An adenoviral vector [RAdAng-(1–9)] was generated expressing a fusion protein that secretes Ang-(1–9) extracellularly following transduction.2 Transgene expression was confirmed by immunoblotting. HSVSMC migration was evaluated by scratch wound assay. MTS assay was used to determine effects of conditioned media from RAdAng-(1–9) transduced HepG2 cells on HSVSMC proliferation.

Saline, RAdControl or RAdAng-(1–9) (1 × 1011 vp) was administered to C57/Bl6 mice intravenously. After 48 hours the endothelium of the left carotid arteries was denuded by wire injury. After 4 weeks, injured carotid arteries were subjected to histological staining and morphometric analysis performed.

Immunoblotting of cell lysates and conditioned media demonstrated RAdAng-(1–9)-transduced HSVSMC expressed and secreted the fusion protein.
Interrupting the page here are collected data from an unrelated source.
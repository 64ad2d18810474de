use crate::document::FieldPath;
use serde::Serialize;
use std::fmt;

/// A pending hydration: fetch `collection/id` and splice it at `path`
///
/// Tasks are plain data. Traversal only describes the work; nothing is
/// fetched until the task list is handed to [`Populator::hydrate`](super::Populator::hydrate).
#[derive(Debug, Clone, PartialEq, Eq, Hash, Serialize)]
pub struct HydrationTask {
    /// Slot holding the bare reference
    pub path: FieldPath,
    /// Target collection slug
    pub collection: String,
    /// Referenced document id
    pub id: String,
}

impl HydrationTask {
    pub fn new(path: FieldPath, collection: impl Into<String>, id: impl Into<String>) -> Self {
        Self { path, collection: collection.into(), id: id.into() }
    }
}

impl fmt::Display for HydrationTask {
    fn fmt(&self, f: &mut fmt::Formatter<'_>) -> fmt::Result {
        write!(f, "{} -> {}/{}", self.path, self.collection, self.id)
    }
}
RAdAng-(1–9) transduction of HSVSMC inhibited Ang II-induced migration as compared to RAdControl transduced cells [p<0.001]. Treating HSVSMC with conditioned media of RAdAng-(1–9) transduced HepG2 cells inhibited proliferation [p<0.05]. RAdAng-(1–9) delivered intravenously 48 hours before surgery significantly inhibited neointima formation 28 days after carotid wire injury [p<0.001].

These data demonstrate that adenoviral gene therapy with Ang-(1–9) can be used to inhibit HSVSMC migration and proliferation and neointima formation after acute vascular injury in mice.


  1. . McKinney, et al. Heart2015.

  2. . Flores-Munoz, et al. PLoS ONE2010.